[Work instruction]: State the count of lines below in which the word "serde" appears, and add nothing.

--- Records to use ---

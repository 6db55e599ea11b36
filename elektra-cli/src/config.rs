//! Application configuration management.
//!
//! Configuration is layered: built-in defaults, then an optional TOML file,
//! then environment variables.

use crate::CliError;
use elektra_core::calendar::CalendarConfig;
use serde::{Deserialize, Serialize};
use std::path::Path;

/// The main application configuration that composes all component configs
#[derive(Debug, Clone, Deserialize, Serialize, Default, PartialEq)]
pub struct AppConfig {
    /// Calendar configuration (the DST reference zone)
    #[serde(default)]
    pub calendar: CalendarConfig,

    /// Logging configuration
    #[serde(default)]
    pub log: LogConfig,
}

/// Logging settings.
#[derive(Debug, Clone, Deserialize, Serialize, PartialEq)]
#[serde(default)]
pub struct LogConfig {
    /// The `tracing` filter used when `RUST_LOG` is unset
    pub filter: String,
}

impl Default for LogConfig {
    fn default() -> Self {
        Self {
            filter: "warn".to_owned(),
        }
    }
}

impl AppConfig {
    /// Load configuration from multiple sources with precedence:
    /// 1. Environment variables (highest priority)
    /// 2. The config file, if given
    /// 3. Default values (lowest priority)
    ///
    /// Environment variables are mapped using the pattern
    /// `ELEKTRA_<SECTION>__<KEY>` to `<section>.<key>`, e.g.
    ///
    /// ```bash
    /// export ELEKTRA_CALENDAR__DST_REFERENCE="America/New_York"
    /// export ELEKTRA_LOG__FILTER="elektra_core=debug"
    /// ```
    pub fn load(path: Option<&Path>) -> anyhow::Result<Self> {
        let mut config = config::Config::builder();

        // Start with default values
        config = config.add_source(config::Config::try_from(&Self::default())?);

        // Layer on the config file if one is given
        if let Some(path) = path {
            if !path.exists() {
                return Err(CliError::MissingConfig(path.to_owned()).into());
            }
            config = config.add_source(config::File::from(path));
        }

        config = config.add_source(
            config::Environment::with_prefix("ELEKTRA")
                .prefix_separator("_")
                .separator("__"),
        );

        let built_config = config.build()?;
        built_config.try_deserialize().map_err(Into::into)
    }
}
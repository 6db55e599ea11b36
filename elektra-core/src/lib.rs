#![warn(missing_docs)]
#![doc = include_str!(concat!(env!("CARGO_MANIFEST_DIR"), "/README.md"))]

/// Market identifiers, block conventions and the tabular types exchanged with callers.
///
/// The models here carry little behaviour of their own. They exist so that
/// every label arriving from outside (an ISO, a block, a frequency) is turned
/// into a closed enumeration exactly once, at the edge.
pub mod models;

/// Calendar arithmetic: weekends, NERC holidays and daylight-saving transitions.
pub mod calendar;

/// Decides which days and hours count towards a block for a market.
pub mod relevance;

/// The directional block-to-block conversion table.
pub mod conversion;

/// Aggregation of hourly price feeds into block prices.
pub mod prices;

/// Reshaping of contract volumes and block prices across conventions.
pub mod translate;

mod error;
pub use error::{ConfigurationError, ElektraError, InsufficientDataError};

mod engine;
pub use engine::Elektra;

---

[Output of the exercise]: 4